DINOv3¶

This page describes how to use DINOv3 models with LightlyTrain.

DINOv3 models are Vision Transformers (ViTs) and ConvNeXt models pretrained by Meta using the DINOv3 self-supervised learning method on the large-scale LVD-1689M dataset. They are state-of-the-art vision foundation models and serve as strong backbones for downstream tasks such as object detection, segmentation, and image classification.

Note

DINOv3 models are released under the DINOv3 license. Use DINOv2 models instead for a more permissive Apache 2.0 license.

Pretrain and Fine-tune a DINOv3 Model¶

Pretrain¶

DINOv3 ViT-T/16 models (dinov3/vitt16 and dinov3/vitt16plus) are efficient tiny models trained by Lightly using the distillation method with DINOv3 ViT-L/16 as the teacher on ImageNet-1K. They are not part of Meta’s official DINOv3 release but follow the same architecture. The ViT-T architecture is based on the design proposed in Touvron et al., 2022.

You can distill your own DINOv3 ViT-T/16 model from DINOv3 ViT-L/16 on your custom dataset as follows:

Python

import lightly_train

if __name__ == "__main__":
    lightly_train.pretrain(
        out="out/my_experiment",                # Output directory.
        data="my_data_dir",                     # Directory with images.
        model="dinov3/vitt16",                  # Student: DINOv3 ViT-T/16.
        method="distillation",
        method_args={
            "teacher": "dinov3/vitl16",         # Teacher: DINOv3 ViT-L/16.
        },
    )

Command Line

lightly-train pretrain out="out/my_experiment" data="my_data_dir" model="dinov3/vitt16" method="distillation" method_args.teacher="dinov3/vitl16"

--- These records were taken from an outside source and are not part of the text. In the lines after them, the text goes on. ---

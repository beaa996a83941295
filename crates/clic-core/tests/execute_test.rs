//! Kernel execution on a real device.

mod common;

use std::sync::Arc;

use approx::assert_relative_eq;
use rand::rngs::StdRng;
use rand::{Rng, SeedableRng};

use clic_core::{Array, ClicError, DataType, Device, KernelInfo, MemoryType, ParameterList, RangeArray, execute};

fn add_scalar_on(mtype: MemoryType) {
    let Some(device) = common::device() else { return };
    let input = vec![3.0f32; 10 * 5 * 2];
    let src = Array::create_with_data(10, 5, 2, DataType::F32, mtype, &input, &device).unwrap();
    let dst = Array::create_like(&src, None).unwrap();

    let params = ParameterList::new().with("src", &src).with("dst", &dst).with("scalar", 2.5f32);
    execute(&device, &common::add_scalar(), &params, RangeArray::of(&dst)).unwrap();

    let out: Vec<f32> = dst.read_vec().unwrap();
    assert_eq!(out.len(), 100);
    for value in out {
        assert_relative_eq!(value, 5.5);
    }
}

#[test]
fn test_add_scalar_buffer() {
    add_scalar_on(MemoryType::Buffer);
}

#[test]
fn test_add_scalar_image() {
    add_scalar_on(MemoryType::Image);
}

#[test]
fn test_add_scalar_volume_image_slices() {
    let Some(device) = common::device() else { return };
    let input: Vec<f32> = (0..10 * 5 * 2).map(|i| i as f32).collect();
    let src = Array::create_with_data(10, 5, 2, DataType::F32, MemoryType::Image, &input, &device).unwrap();
    let dst = Array::create_like(&src, None).unwrap();

    let params = ParameterList::new().with("src", &src).with("dst", &dst).with("scalar", 1.0f32);
    execute(&device, &common::add_scalar(), &params, RangeArray::of(&dst)).unwrap();

    let out: Vec<f32> = dst.read_vec().unwrap();
    for z in 0..2 {
        for y in 0..5 {
            for x in 0..10 {
                let i = x + 10 * y + 50 * z;
                assert_relative_eq!(out[i], input[i] + 1.0);
            }
        }
    }
}

#[test]
fn test_add_scalar_converts_scalar_type() {
    let Some(device) = common::device() else { return };
    let src = Array::create_with_data(4, 4, 1, DataType::F32, MemoryType::Buffer, &[1.0f32; 16], &device).unwrap();
    let dst = Array::create_like(&src, None).unwrap();

    // Integer scalar converted to the kernel's f32
    let params = ParameterList::new().with("src", &src).with("dst", &dst).with("scalar", 4i32);
    execute(&device, &common::add_scalar(), &params, [4, 4, 1]).unwrap();

    let out: Vec<f32> = dst.read_vec().unwrap();
    assert!(out.iter().all(|&v| v == 5.0));
}

fn greater_on(mtype: MemoryType, left: &[i32], right: &[i32]) -> Vec<i32> {
    let device = common::device().unwrap();
    let src0 = Array::create_with_data(10, 5, 1, DataType::I32, mtype, left, &device).unwrap();
    let src1 = Array::create_with_data(10, 5, 1, DataType::I32, mtype, right, &device).unwrap();
    let dst = Array::create_like(&src0, None).unwrap();

    let params = ParameterList::new().with("src0", &src0).with("src1", &src1).with("dst", &dst);
    execute(&device, &common::greater(), &params, RangeArray::of(&dst)).unwrap();
    dst.read_vec().unwrap()
}

#[test]
fn test_greater_buffer_and_image_agree() {
    if common::device().is_none() {
        return;
    }
    let mut rng = StdRng::seed_from_u64(42);
    let left: Vec<i32> = (0..50).map(|_| rng.gen_range(0..100)).collect();
    let right: Vec<i32> = (0..50).map(|_| rng.gen_range(0..100)).collect();
    let expected: Vec<i32> = left.iter().zip(&right).map(|(l, r)| i32::from(l > r)).collect();

    let buffer = greater_on(MemoryType::Buffer, &left, &right);
    let image = greater_on(MemoryType::Image, &left, &right);
    assert_eq!(buffer, expected);
    assert_eq!(image, expected);
}

#[test]
fn test_sum_of_all_pixels() {
    let Some(device) = common::device() else { return };
    let src = Array::create_with_data(10, 10, 10, DataType::F32, MemoryType::Buffer, &[1.0f32; 1000], &device)
        .unwrap();
    let dst = Array::create(1, 1, 1, DataType::F32, MemoryType::Buffer, &device).unwrap();

    let params = ParameterList::new().with("src", &src).with("dst", &dst);
    execute(&device, &common::sum_of_all_pixels(), &params, [1, 1, 1]).unwrap();

    let out: Vec<f32> = dst.read_vec().unwrap();
    assert_eq!(out.len(), 1);
    assert_relative_eq!(out[0], 1000.0, epsilon = f32::EPSILON);
}

fn ping_pong(device: &Arc<Device>, rounds: usize) -> Vec<f32> {
    let a = Array::create_with_data(8, 8, 1, DataType::F32, MemoryType::Buffer, &[0.0f32; 64], device).unwrap();
    let b = Array::create_like(&a, None).unwrap();
    let kernel = common::add_scalar();
    for _ in 0..rounds {
        let forward = ParameterList::new().with("src", &a).with("dst", &b).with("scalar", 1.0f32);
        execute(device, &kernel, &forward, [8, 8, 1]).unwrap();
        let back = ParameterList::new().with("src", &b).with("dst", &a).with("scalar", 1.0f32);
        execute(device, &kernel, &back, [8, 8, 1]).unwrap();
    }
    device.synchronize().unwrap();
    a.read_vec().unwrap()
}

#[test]
fn test_dispatches_run_in_order() {
    let (Some(queued), Some(blocking)) = (common::device(), common::device()) else { return };
    blocking.set_wait_to_finish(true);

    let out = ping_pong(&queued, 3);
    assert!(out.iter().all(|&v| v == 6.0), "{out:?}");
    assert_eq!(ping_pong(&blocking, 3), out);
}

#[test]
fn test_wait_to_finish() {
    let Some(device) = common::device() else { return };
    device.set_wait_to_finish(true);
    let src = Array::create_with_data(3, 1, 1, DataType::F32, MemoryType::Buffer, &[1.0f32, 2.0, 3.0], &device).unwrap();
    let dst = Array::create_like(&src, None).unwrap();
    let params = ParameterList::new().with("src", &src).with("dst", &dst).with("scalar", -1.0f32);
    execute(&device, &common::add_scalar(), &params, [3, 1, 1]).unwrap();
    assert_eq!(dst.read_vec::<f32>().unwrap(), vec![0.0, 1.0, 2.0]);
}

#[test]
fn test_empty_range_enqueues_nothing() {
    let Some(device) = common::device() else { return };
    let src = Array::create_with_data(4, 1, 1, DataType::F32, MemoryType::Buffer, &[1.0f32; 4], &device).unwrap();
    let dst = Array::create_like(&src, None).unwrap();
    let params = ParameterList::new().with("src", &src).with("dst", &dst).with("scalar", 1.0f32);

    execute(&device, &common::add_scalar(), &params, [0, 1, 1]).unwrap();
    assert_eq!(dst.read_vec::<f32>().unwrap(), vec![0.0; 4]);
}

#[test]
fn test_program_cache_variants() {
    let Some(device) = common::device() else { return };
    let kernel = common::add_scalar();
    let src = Array::create(6, 6, 1, DataType::F32, MemoryType::Buffer, &device).unwrap();
    let dst = Array::create_like(&src, None).unwrap();
    let params = ParameterList::new().with("src", &src).with("dst", &dst).with("scalar", 1.0f32);

    execute(&device, &kernel, &params, [6, 6, 1]).unwrap();
    let first = device.cache_stats();
    assert_eq!((first.misses, first.hits, first.entries), (1, 0, 1));

    // Same variant, other shape: reused
    let big = Array::create(16, 16, 1, DataType::F32, MemoryType::Buffer, &device).unwrap();
    let big_dst = Array::create_like(&big, None).unwrap();
    let params = ParameterList::new().with("src", &big).with("dst", &big_dst).with("scalar", 1.0f32);
    execute(&device, &kernel, &params, [16, 16, 1]).unwrap();
    let second = device.cache_stats();
    assert_eq!((second.misses, second.hits, second.entries), (1, 1, 1));

    // Other element type: new variant
    let ints = Array::create(6, 6, 1, DataType::I32, MemoryType::Buffer, &device).unwrap();
    let params = ParameterList::new().with("src", &ints).with("dst", &dst).with("scalar", 1.0f32);
    execute(&device, &kernel, &params, [6, 6, 1]).unwrap();
    assert_eq!(device.cache_stats().entries, 2);

    // Other dimensionality: new variant
    let line = Array::create(6, 1, 1, DataType::F32, MemoryType::Buffer, &device).unwrap();
    let line_dst = Array::create_like(&line, None).unwrap();
    let params = ParameterList::new().with("src", &line).with("dst", &line_dst).with("scalar", 1.0f32);
    execute(&device, &kernel, &params, [6, 1, 1]).unwrap();
    assert_eq!(device.cache_stats().entries, 3);

    device.clear_cache();
    assert_eq!(device.cache_stats().entries, 0);
}

#[test]
fn test_missing_parameter_is_binding_error() {
    let Some(device) = common::device() else { return };
    let src = Array::create(4, 4, 1, DataType::F32, MemoryType::Buffer, &device).unwrap();
    let dst = Array::create_like(&src, None).unwrap();

    let params = ParameterList::new().with("src", &src).with("dst", &dst);
    let err = execute(&device, &common::add_scalar(), &params, [4, 4, 1]).unwrap_err();
    assert!(matches!(err, ClicError::ParameterBindingError { .. }), "{err:?}");

    // Scalar passed where an array is expected
    let params = ParameterList::new().with("src", 1.0f32).with("dst", &dst).with("scalar", 1.0f32);
    let err = execute(&device, &common::add_scalar(), &params, [4, 4, 1]).unwrap_err();
    assert!(matches!(err, ClicError::ParameterBindingError { .. }), "{err:?}");
    assert_eq!(device.cache_stats().entries, 0);
}

#[test]
fn test_invalid_source_is_compile_error() {
    let Some(device) = common::device() else { return };
    let broken = KernelInfo::new("broken")
        .with_source(
            clic_core::BackendKind::Wgpu,
            "@compute @workgroup_size(1) fn broken() { let x: f32 = undefined_symbol; }",
        )
        .with_source(clic_core::BackendKind::Cuda, r#"extern "C" __global__ void broken() { undefined_symbol; }"#);

    let err = execute(&device, &broken, &ParameterList::new(), [1, 1, 1]).unwrap_err();
    assert!(matches!(err, ClicError::KernelCompileError { .. }), "{err:?}");
    assert!(device.is_valid());

    // Missing entry point
    let err = execute(&device, &KernelInfo::from_source("nowhere", "fn other() {}"), &ParameterList::new(), [1, 1, 1])
        .unwrap_err();
    assert!(matches!(err, ClicError::KernelCompileError { .. }), "{err:?}");
}

#[test]
fn test_arrays_from_another_device_are_rejected() {
    let (Some(first), Some(second)) = (common::device(), common::device()) else { return };
    let src = Array::create(4, 1, 1, DataType::F32, MemoryType::Buffer, &first).unwrap();
    let dst = Array::create(4, 1, 1, DataType::F32, MemoryType::Buffer, &second).unwrap();

    let params = ParameterList::new().with("src", &src).with("dst", &dst).with("scalar", 1.0f32);
    let err = execute(&second, &common::add_scalar(), &params, [4, 1, 1]).unwrap_err();
    assert!(matches!(err, ClicError::DeviceMismatch { .. }), "{err:?}");

    let err = src.copy_to(&dst).unwrap_err();
    assert!(matches!(err, ClicError::DeviceMismatch { .. }), "{err:?}");
}

#[test]
fn test_conflicting_bindings_are_binding_error() {
    let Some(device) = common::device() else { return };
    if device.backend() != clic_core::BackendKind::Wgpu {
        return;
    }
    let double = KernelInfo::new("double").with_source(
        clic_core::BackendKind::Wgpu,
        r#"
@group(0) @binding(0) var<storage, read> src: array<f32>;
@group(0) @binding(1) var<storage, read_write> dst: array<f32>;

@compute @workgroup_size(64)
fn double(@builtin(global_invocation_id) gid: vec3<u32>) {
    if (!CLIC_IN_RANGE(i32(gid.x), 0, 0)) {
        return;
    }
    dst[gid.x] = src[gid.x] * 2.0;
}
"#,
    );
    let array = Array::create_with_data(64, 1, 1, DataType::F32, MemoryType::Buffer, &[1.0f32; 64], &device).unwrap();

    // One buffer bound read-only and writable in the same dispatch
    let params = ParameterList::new().with("src", &array).with("dst", &array);
    let err = execute(&device, &double, &params, RangeArray::of(&array)).unwrap_err();
    assert!(matches!(err, ClicError::ParameterBindingError { .. }), "{err:?}");

    assert!(device.is_valid());
    assert_eq!(array.read_vec::<f32>().unwrap(), vec![1.0; 64]);
}
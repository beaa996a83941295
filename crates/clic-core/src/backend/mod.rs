//! Compute backends.
//!
//! Provides wgpu and CUDA backends behind one process-wide selection.
//!
//! # Architecture
//!
//! ```text
//! BackendManager (process-wide, generation counted)
//!     +-- Backend (capability for the active tag)
//!             +-- DevicePrimitives trait
//!                     +-- WgpuContext (WGSL via naga)
//!                     +-- CudaContext (CUDA C++ via NVRTC)
//! ```
//!
//! Array bookkeeping and validation are backend-agnostic; only context
//! creation, allocation, transfers, compilation and enqueue go through
//! [`DevicePrimitives`].

mod detect;
mod manager;
mod primitives;

#[cfg(feature = "wgpu")]
pub(crate) mod wgpu_backend;

#[cfg(feature = "cuda")]
pub(crate) mod cuda_backend;

#[cfg(not(any(feature = "wgpu", feature = "cuda")))]
compile_error!("clic-core needs at least one backend feature: `wgpu` or `cuda`");

pub use detect::{BackendInfo, describe_backends, detect_backends, select_best_backend};
pub use manager::BackendManager;
pub(crate) use primitives::{BoundArg, DevicePrimitives};

use std::cmp::Reverse;
use std::fmt;
use std::str::FromStr;
use std::sync::Arc;

use tracing::trace;

use crate::device::{Device, DeviceInfo, DeviceType};
use crate::error::{ClicError, ClicResult};
use crate::shape::Dimensionality;

/// Native compute API.
#[derive(Debug, Clone, Copy, PartialEq, Eq, Hash)]
#[cfg_attr(feature = "serde", derive(serde::Serialize, serde::Deserialize))]
#[cfg_attr(feature = "serde", serde(rename_all = "lowercase"))]
pub enum BackendKind {
    /// WebGPU via wgpu (Vulkan/Metal/DX12), WGSL kernels.
    Wgpu,
    /// NVIDIA CUDA driver API, CUDA C++ kernels compiled by NVRTC.
    Cuda,
}

impl BackendKind {
    pub const ALL: [BackendKind; 2] = [BackendKind::Wgpu, BackendKind::Cuda];

    pub const fn name(&self) -> &'static str {
        match self {
            Self::Wgpu => "wgpu",
            Self::Cuda => "cuda",
        }
    }

    /// True when this backend's cargo feature is enabled.
    pub const fn is_compiled(&self) -> bool {
        match self {
            Self::Wgpu => cfg!(feature = "wgpu"),
            Self::Cuda => cfg!(feature = "cuda"),
        }
    }

    /// Compiled-in backends.
    pub fn compiled() -> Vec<BackendKind> {
        Self::ALL.into_iter().filter(|kind| kind.is_compiled()).collect()
    }

    /// True when the native library loads and reports at least one device.
    pub fn is_available(&self) -> bool {
        enumerate(*self).is_ok_and(|devices| !devices.is_empty())
    }
}

impl fmt::Display for BackendKind {
    fn fmt(&self, f: &mut fmt::Formatter<'_>) -> fmt::Result {
        f.write_str(self.name())
    }
}

impl FromStr for BackendKind {
    type Err = ClicError;

    fn from_str(s: &str) -> Result<Self, Self::Err> {
        match s.trim().to_ascii_lowercase().as_str() {
            "wgpu" | "webgpu" => Ok(Self::Wgpu),
            "cuda" => Ok(Self::Cuda),
            _ => Err(ClicError::UnsupportedBackend(s.to_string())),
        }
    }
}

/// Capability object for one backend, handed out by [`BackendManager`].
///
/// Stateless beyond enumeration. It remembers the manager generation it was
/// issued under; once another backend is selected it only yields
/// [`ClicError::StaleHandle`].
#[derive(Clone, Copy)]
pub struct Backend {
    kind: BackendKind,
    generation: u64,
    manager: &'static BackendManager,
}

impl Backend {
    pub(crate) fn new(kind: BackendKind, generation: u64, manager: &'static BackendManager) -> Self {
        Self { kind, generation, manager }
    }

    pub fn kind(&self) -> BackendKind {
        self.kind
    }

    pub fn name(&self) -> &'static str {
        self.kind.name()
    }

    pub fn generation(&self) -> u64 {
        self.generation
    }

    pub fn is_available(&self) -> bool {
        self.kind.is_available()
    }

    /// Devices of this backend matching `device_type`, in enumeration order.
    pub fn devices(&self, device_type: DeviceType) -> ClicResult<Vec<DeviceInfo>> {
        self.manager.ensure_current(self.kind, self.generation)?;
        Ok(enumerate(self.kind)?
            .into_iter()
            .filter(|info| device_type.matches(info.device_type))
            .collect())
    }

    /// Opens the best-ranked device whose name contains `name`
    /// (case-insensitive; empty matches all) and whose type matches.
    pub fn get_device(&self, name: &str, device_type: DeviceType) -> ClicResult<Arc<Device>> {
        trace!(backend = %self.kind, name, device_type = %device_type, "get_device");
        let devices = self.devices(DeviceType::All)?;
        let info = select_device(&devices, name, device_type).ok_or_else(|| ClicError::NoDeviceFound {
            name: name.to_string(),
            device_type: device_type.to_string(),
        })?;
        Device::create(info.clone(), self.generation, self.manager)
    }
}

impl fmt::Debug for Backend {
    fn fmt(&self, f: &mut fmt::Formatter<'_>) -> fmt::Result {
        f.debug_struct("Backend")
            .field("kind", &self.kind)
            .field("generation", &self.generation)
            .finish()
    }
}

impl PartialEq for Backend {
    fn eq(&self, other: &Self) -> bool {
        self.kind == other.kind
            && self.generation == other.generation
            && std::ptr::eq(self.manager, other.manager)
    }
}

/// Native devices of `kind` in deterministic enumeration order.
pub(crate) fn enumerate(kind: BackendKind) -> ClicResult<Vec<DeviceInfo>> {
    match kind {
        #[cfg(feature = "wgpu")]
        BackendKind::Wgpu => wgpu_backend::enumerate(),
        #[cfg(feature = "cuda")]
        BackendKind::Cuda => cuda_backend::enumerate(),
        #[allow(unreachable_patterns)]
        other => Err(ClicError::UnsupportedBackend(other.name().to_string())),
    }
}

/// Best-ranked device matching the filters; ties go to enumeration order.
pub(crate) fn select_device<'a>(
    devices: &'a [DeviceInfo],
    name: &str,
    device_type: DeviceType,
) -> Option<&'a DeviceInfo> {
    let needle = name.to_lowercase();
    devices
        .iter()
        .enumerate()
        .filter(|(_, info)| device_type.matches(info.device_type))
        .filter(|(_, info)| info.name.to_lowercase().contains(&needle))
        .min_by_key(|(index, info)| (Reverse(info.rank), *index))
        .map(|(_, info)| info)
}

pub(crate) const fn align_up(value: u64, alignment: u64) -> u64 {
    value.div_ceil(alignment) * alignment
}

/// Strips the padding of `rows` rows of `pitch_bytes` into tightly packed
/// rows of `row_bytes`.
pub(crate) fn unpad_rows(padded: &[u8], row_bytes: usize, pitch_bytes: usize, rows: usize, out: &mut [u8]) {
    for (src, dst) in padded.chunks_exact(pitch_bytes).zip(out.chunks_exact_mut(row_bytes)).take(rows) {
        dst.copy_from_slice(&src[..row_bytes]);
    }
}

/// Thread block used for backends without a declared workgroup size.
#[cfg_attr(not(feature = "cuda"), allow(dead_code))]
pub(crate) const fn default_block(dim: Dimensionality) -> [u32; 3] {
    match dim {
        Dimensionality::One => [256, 1, 1],
        Dimensionality::Two => [16, 16, 1],
        Dimensionality::Three => [8, 8, 4],
    }
}
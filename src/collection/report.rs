use crate::datamodel::DatumSample;

#[derive(Debug, Clone, PartialEq)]
pub struct CollectedSample {
    pub metric_slug: String,
    pub sample: DatumSample,
}

#[derive(Debug, Clone, PartialEq, Eq)]
pub struct CollectionFailure {
    pub metric_slug: String,
    pub error: String,
}

/// Outcome of one collection run over every collectible metric.
#[derive(Debug, Clone, Default, PartialEq)]
pub struct CollectionReport {
    pub collected: Vec<CollectedSample>,
    pub failures: Vec<CollectionFailure>,
}

impl CollectionReport {
    pub fn is_success(&self) -> bool {
        self.failures.is_empty()
    }

    pub fn attempted(&self) -> usize {
        self.collected.len() + self.failures.len()
    }

    pub fn sample_for(&self, metric_slug: &str) -> Option<&DatumSample> {
        self.collected
            .iter()
            .find(|collected| collected.metric_slug == metric_slug)
            .map(|collected| &collected.sample)
    }

    pub fn failure_for(&self, metric_slug: &str) -> Option<&CollectionFailure> {
        self.failures
            .iter()
            .find(|failure| failure.metric_slug == metric_slug)
    }
}

#[cfg(test)]
mod tests {
    use super::*;
    use crate::datamodel::{DbagDateTime, DbagDateTimeExt};

    #[test]
    fn test_report_lookups() {
        let report = CollectionReport {
            collected: vec![CollectedSample {
                metric_slug: "users".to_string(),
                sample: DatumSample {
                    id: 1,
                    metric_id: 1,
                    utc_timestamp: DbagDateTime::from_unix_microseconds_i64(0),
                    value: 5,
                },
            }],
            failures: vec![CollectionFailure {
                metric_slug: "broken".to_string(),
                error: "boom".to_string(),
            }],
        };

        assert!(!report.is_success());
        assert_eq!(report.attempted(), 2);
        assert_eq!(report.sample_for("users").unwrap().value, 5);
        assert!(report.sample_for("broken").is_none());
        assert_eq!(report.failure_for("broken").unwrap().error, "boom");
    }

    #[test]
    fn test_empty_report_is_success() {
        let report = CollectionReport::default();
        assert!(report.is_success());
        assert_eq!(report.attempted(), 0);
    }
}
pub mod postgresql;

pub use postgresql::PostgresStorage;
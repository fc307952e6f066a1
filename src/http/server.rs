use super::app_error::AppError;
use super::collect::trigger_collection;
use super::crud::{
    get_dashboard, get_latest_sample, get_metric, list_dashboards, list_metric_samples,
    list_metric_types, list_metrics,
};
use super::health::{liveness, readiness};
use super::state::HttpServerState;
use crate::config;
use anyhow::Result;
use axum::Json;
use axum::Router;
use axum::extract::State;
use axum::http::header;
use axum::routing::{get, post};
use std::net::SocketAddr;
use std::sync::Arc;
use std::time::Duration;
use tower::ServiceBuilder;
use tower_http::trace;
use tower_http::{ServiceBuilderExt, timeout::TimeoutLayer, trace::TraceLayer};
use tracing::{Level, info};
use utoipa::OpenApi;
use utoipa_scalar::{Scalar, Servable as ScalarServable};

#[derive(OpenApi)]
#[openapi(
    tags(
        (name = "dbag", description = "Metrics and dashboards API"),
        (name = "Health", description = "Liveness and readiness probes"),
    ),
    paths(
        frontpage,
        super::health::liveness,
        super::health::readiness,
        super::crud::list_metric_types,
        super::crud::list_metrics,
        super::crud::get_metric,
        super::crud::list_metric_samples,
        super::crud::get_latest_sample,
        super::crud::list_dashboards,
        super::crud::get_dashboard,
        super::collect::trigger_collection,
    ),
)]
struct ApiDoc;

/// All the routes, without the middleware.
pub fn build_router(state: HttpServerState) -> Router {
    Router::new()
        .route("/", get(frontpage))
        .merge(Scalar::with_url("/docs", ApiDoc::openapi()))
        // Probes
        .route("/health/live", get(liveness))
        .route("/health/ready", get(readiness))
        // Read API
        .route("/api/v1/metric-types", get(list_metric_types))
        .route("/api/v1/metrics", get(list_metrics))
        .route("/api/v1/metrics/{slug}", get(get_metric))
        .route("/api/v1/metrics/{slug}/samples", get(list_metric_samples))
        .route("/api/v1/metrics/{slug}/latest", get(get_latest_sample))
        .route("/api/v1/dashboards", get(list_dashboards))
        .route("/api/v1/dashboards/{slug}", get(get_dashboard))
        // On-demand collection
        .route("/api/v1/collect", post(trigger_collection))
        .with_state(state)
}

pub async fn run_http_server(state: HttpServerState, address: SocketAddr) -> Result<()> {
    let config = config::get()?;
    let timeout_seconds = config.http_server_timeout_seconds;

    // List of headers that shouldn't be logged
    let sensitive_headers: Arc<[_]> = vec![header::AUTHORIZATION, header::COOKIE].into();

    let middleware = ServiceBuilder::new()
        .sensitive_request_headers(sensitive_headers.clone())
        .layer(
            TraceLayer::new_for_http()
                .make_span_with(trace::DefaultMakeSpan::new().level(Level::INFO))
                .on_response(trace::DefaultOnResponse::new().level(Level::INFO)),
        )
        .sensitive_response_headers(sensitive_headers)
        .layer(TimeoutLayer::new(Duration::from_secs(timeout_seconds)))
        .compression()
        .into_inner();

    let app = build_router(state).layer(middleware);

    let listener = tokio::net::TcpListener::bind(address).await?;
    info!("Listening on http://{}", address);
    axum::serve(listener, app)
        .with_graceful_shutdown(shutdown_signal())
        .await?;

    Ok(())
}

async fn shutdown_signal() {
    if let Err(err) = tokio::signal::ctrl_c().await {
        tracing::error!("Failed to listen for the shutdown signal: {}", err);
        std::future::pending::<()>().await;
    }
    info!("Shutting down");
}

#[utoipa::path(
    get,
    path = "/",
    tag = "dbag",
    responses(
        (status = 200, description = "Frontpage", body = String)
    )
)]
async fn frontpage(State(state): State<HttpServerState>) -> Result<Json<String>, AppError> {
    let name: String = (*state.name).clone();
    Ok(Json(name))
}
pub type DbagDateTime = hifitime::Epoch;
use anyhow::{Context, Result};
use hifitime::{UNIX_REF_EPOCH, Unit};
use time::OffsetDateTime;
use time::format_description::well_known::Rfc3339;

pub trait DbagDateTimeExt: Sized {
    fn from_unix_microseconds_i64(timestamp: i64) -> Self;
    fn to_unix_microseconds_i64(&self) -> i64;
    fn now_utc() -> Result<Self>;
}

impl DbagDateTimeExt for DbagDateTime {
    fn from_unix_microseconds_i64(timestamp: i64) -> Self {
        Self::from_utc_duration(UNIX_REF_EPOCH.to_utc_duration() + timestamp * Unit::Microsecond)
    }

    fn to_unix_microseconds_i64(&self) -> i64 {
        let since_unix = self.to_utc_duration() - UNIX_REF_EPOCH.to_utc_duration();
        (since_unix.total_nanoseconds() / 1_000) as i64
    }

    fn now_utc() -> Result<Self> {
        DbagDateTime::now().context("Failed to read the system clock")
    }
}

/// Formats a datetime as RFC 3339, with microsecond precision.
pub fn to_rfc3339(datetime: &DbagDateTime) -> Result<String> {
    let nanos = datetime.to_unix_microseconds_i64() as i128 * 1_000;
    let offset_datetime = OffsetDateTime::from_unix_timestamp_nanos(nanos)?;
    Ok(offset_datetime.format(&Rfc3339)?)
}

See Distillation method for more details on the pretraining method and its configuration options.

Fine-tune¶

DINOv3 models come with high-quality pretrained weights from Meta and can be used directly as fine-tuning backbones without additional pretraining. After pretraining on a custom dataset, the exported backbone can also be loaded via the backbone_weights argument. Refer to the following pages for fine-tuning instructions and example code:

Object Detection — fine-tune a DINOv3-based LTDETR model; supports loading custom pretrained backbone weights via backbone_weights.
Semantic Segmentation — fine-tune a DINOv3-based EoMT model; supports loading custom pretrained backbone weights via backbone_weights (see Pretrain and Fine-tune).
Instance Segmentation — fine-tune a DINOv3-based EoMT model.
Panoptic Segmentation — fine-tune a DINOv3-based EoMT model.
Image Classification — fine-tune a DINOv3 backbone for classification.

Supported Models¶

ViT Models¶

The following ViT models are supported. The LVD-1689M and SAT-493M models are pretrained by Meta and are under the DINOv3 license. The EUPE models are pretrained by Meta using the EUPE method and are under the FAIR Noncommercial Research License. The ViT-T/16 models, except the EUPE one, are trained by Lightly using knowledge distillation from DINOv3 ViT-L/16.

ViT-T (Lightly, distilled from DINOv3 ViT-L/16 on ImageNet-1K)
- dinov3/vitt16 — distillationv2 weights; recommended for dense tasks (object detection, segmentation)
- dinov3/vitt16plus — distillationv2 weights; recommended for dense tasks
- dinov3/vitt16-distillationv1 — distillationv1 weights; recommended for global tasks (image classification)
- dinov3/vitt16plus-distillationv1 — distillationv1 weights; recommended for global tasks
- dinov3/vitt16-notpretrained — random initialization; for training from scratch
- dinov3/vitt16plus-notpretrained — random initialization; for training from scratch
ViT-T (Meta, LVD-1689M)
- dinov3/vitt16-eupe - EUPE weights
ViT-S (Meta, LVD-1689M)
- dinov3/vits16
- dinov3/vits16-eupe - EUPE weights
- dinov3/vits16plus
ViT-B (Meta, LVD-1689M)
- dinov3/vitb16
- dinov3/vitb16-eupe - EUPE weights
ViT-L (Meta)
- dinov3/vitl16 (LVD-1689M)
- dinov3/vitl16-sat493m (SAT-493M)
ViT-H (Meta, LVD-1689M)
- dinov3/vith16plus
ViT-7B (Meta)
- dinov3/vit7b16 (LVD-1689M)
- dinov3/vit7b16-sat493m (SAT-493M)

For ViT models, the patch size is encoded in the model name by default (for example, vitt16 or vits16). You can still override it via model_args["patch_size"] when loading the model. If you provide model_args["patch_size"] for a ViT model whose name already encodes a patch size, LightlyTrain will log a warning. See the Training Settings page for details.

ConvNeXt Models¶

The following ConvNeXt models are supported. All are pretrained by Meta on the LVD-1689M dataset. The DINOv3 models are under the DINOv3 license. The EUPE models are pretrained by Meta using the EUPE method and are under the FAIR Noncommercial Research License.

dinov3/convnext-tiny
dinov3/convnext-tiny-eupe - EUPE weights
dinov3/convnext-small
dinov3/convnext-small-eupe - EUPE weights
dinov3/convnext-base
dinov3/convnext-base-eupe - EUPE weights
dinov3/convnext-large